Weil der einzelne Umsatz unter § 9 UStG fällt (Rz. 60ff.), ist bei den von § 4 Nr. 12 UStG erfassten Dauerleistungen von Teilleistungen für den jeweiligen Zeitraum auszugehen, für welchen das Entgelt vereinbart wird, z. B. also Tag, Monat, Vierteljahr, Jahr. Für diese selbstständigen Teilleistungen kann § 9 UStG jeweils angewandt werden (Rz. 61).

 

Rz. 135

Zu der Sachverhaltsgestaltung, dass bei einem längerfristigen Mietvertrag zunächst eine mietzinsfreie Zeit vereinbart wird, vertritt die OFD Saarbrücken in ihrer Verfügung v. 1.8.1986[4] die zutreffende Auffassung, dass für die mietzinsfreie Zeit mangels Entgelt die Anwendung des § 9 UStG ausgeschlossen ist.
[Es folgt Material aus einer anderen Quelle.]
//! Language model client for answer generation.
//!
//! [`ChatCompletionModel`] talks to any OpenAI-compatible
//! `/chat/completions` endpoint; the default configuration targets
//! Perplexity's `sonar` model.

use async_trait::async_trait;
use serde::{Deserialize, Serialize};
use tracing::{debug, error};

use crate::config::ModelConfig;
use crate::error::{RagError, Result};

/// A text-in, text-out language model.
#[async_trait]
pub trait LanguageModel: Send + Sync {
    /// Model identifier used in logs and error messages.
    fn name(&self) -> &str;

    /// Send `prompt` as a single user message and return the reply text.
    async fn complete(&self, prompt: &str) -> Result<String>;
}

/// A [`LanguageModel`] backed by an OpenAI-compatible chat completions API.
pub struct ChatCompletionModel {
    client: reqwest::Client,
    api_key: String,
    base_url: String,
    model: String,
    temperature: f32,
}

impl ChatCompletionModel {
    /// Create a client from model settings.
    ///
    /// # Errors
    ///
    /// Returns [`RagError::ConfigError`] if the API key is empty or the HTTP
    /// client cannot be constructed.
    pub fn new(config: &ModelConfig) -> Result<Self> {
        if config.api_key.trim().is_empty() {
            return Err(RagError::ConfigError("model API key must not be empty".into()));
        }

        let client = reqwest::Client::builder()
            .timeout(config.timeout)
            .build()
            .map_err(|e| RagError::ConfigError(format!("failed to build HTTP client: {e}")))?;

        Ok(Self {
            client,
            api_key: config.api_key.clone(),
            base_url: config.base_url.trim_end_matches('/').to_string(),
            model: config.model.clone(),
            temperature: config.temperature,
        })
    }

    /// Create a client with the default endpoint, model and a 0 temperature.
    pub fn with_api_key(api_key: impl Into<String>) -> Result<Self> {
        Self::new(&ModelConfig::new(api_key))
    }

    fn failure(&self, message: String) -> RagError {
        RagError::UpstreamError { model: self.model.clone(), message }
    }
}

#[derive(Serialize)]
struct ChatRequest<'a> {
    model: &'a str,
    messages: [ChatRequestMessage<'a>; 1],
    temperature: f32,
}

#[derive(Serialize)]
struct ChatRequestMessage<'a> {
    role: &'a str,
    content: &'a str,
}

#[derive(Deserialize)]
struct ChatResponse {
    #[serde(default)]
    choices: Vec<ChatChoice>,
}

#[derive(Deserialize)]
struct ChatChoice {
    message: ChatResponseMessage,
}

#[derive(Deserialize)]
struct ChatResponseMessage {
    #[serde(default)]
    content: Option<String>,
}

#[derive(Deserialize)]
struct ErrorResponse {
    error: ErrorDetail,
}

#[derive(Deserialize)]
struct ErrorDetail {
    message: String,
}

#[async_trait]
impl LanguageModel for ChatCompletionModel {
    fn name(&self) -> &str {
        &self.model
    }

    async fn complete(&self, prompt: &str) -> Result<String> {
        debug!(model = %self.model, prompt_len = prompt.len(), "requesting completion");

        let body = ChatRequest {
            model: &self.model,
            messages: [ChatRequestMessage { role: "user", content: prompt }],
            temperature: self.temperature,
        };

        let response = self
            .client
            .post(format!("{}/chat/completions", self.base_url))
            .bearer_auth(&self.api_key)
            .json(&body)
            .send()
            .await
            .map_err(|e| {
                error!(
                    model = %self.model,
                    error = %e,
                    timeout = e.is_timeout(),
                    "completion request failed"
                );
                self.failure(format!("request failed: {e}"))
            })?;

        if !response.status().is_success() {
            let status = response.status();
            let text = response.text().await.unwrap_or_default();
            let detail = serde_json::from_str::<ErrorResponse>(&text)
                .map(|e| e.error.message)
                .unwrap_or(text);
            error!(model = %self.model, %status, "completion API error");
            return Err(self.failure(format!("API returned {status}: {detail}")));
        }

        let parsed: ChatResponse = response.json().await.map_err(|e| {
            error!(model = %self.model, error = %e, "failed to parse completion");
            self.failure(format!("failed to parse response: {e}"))
        })?;

        parsed
            .choices
            .into_iter()
            .next()
            .and_then(|choice| choice.message.content)
            .ok_or_else(|| self.failure("response contained no message content".into()))
    }
}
Damit greift beim Vermieter das Vorsteuerabzugsverbot des § 15 Abs. 2 Nr. 3 UStG ein. Erst mit der Zahlung der Miete kann § 9 UStG Wirkung erlangen, ggf. mit der Folge der Anwendbarkeit des § 15a UStG bezüglich des vermieteten Grundstücks.

 

Rz. 136

Wenn die Vermietung an einen Mieter erfolgt, der zu dem in § 10 Abs. 5 UStG genannten Personenkreis gehört, führt die Anwendung des § 9 UStG bei der sog. Mindestbemessungsgrundlage des § 10 Abs. 5 i. V. m. § 10 Abs. 4 UStG dazu, dass über die Mindestbemessungsgrundlagen gem. § 14 Abs. 4 S. 2 UStG eine Rechnung mit offenem Steuerausweis auf die Mindestbemessungsgrundlage erteilt werden kann, sodass beim Mieter keine nichtabzugsfähige Vorsteuer "hängen bleibt".

 

Rz. 137

In einem Fall, in dem ein Mieter gegen eine Abstandszahlung durch den Vermieter darauf verzichtete, den Mietvertrag bis zum Ende durchzuführen, hat der EuGH in seinem Urteil v. 15.12.1993[5] entschieden, dass dieses Entgelt für die Verzichtsleistung des Mieters unter die Steuerbefreiung für Vermietungsumsätze gem. Art. 13 Teil B Buchst. b der 6. EG-Richtlinie (jetzt Art. 135 Abs. 1 Buchst. l MwStSystRL) fällt. Damit ist auch, falls die sonstigen Voraussetzungen beim Mieter vorliegen, ein Verzicht auf die Steuerbefreiung gem. § 4 Nr. 12 UStG nach § 9 UStG für dieses Entgelt zulässig. Die Begründung des EuGH für sein Verständnis ist schwer nachzuvollziehen; sie ist am ehesten verständlich, wenn man sich vorstellt, dass der Mieter das Grundstück für die nicht ausgenutzte Mietzeit gleichsam an den Vermieter zurückvermietet, sodass das Entgelt dann einer Miete des Vermieters an den Mieter gleichsteht.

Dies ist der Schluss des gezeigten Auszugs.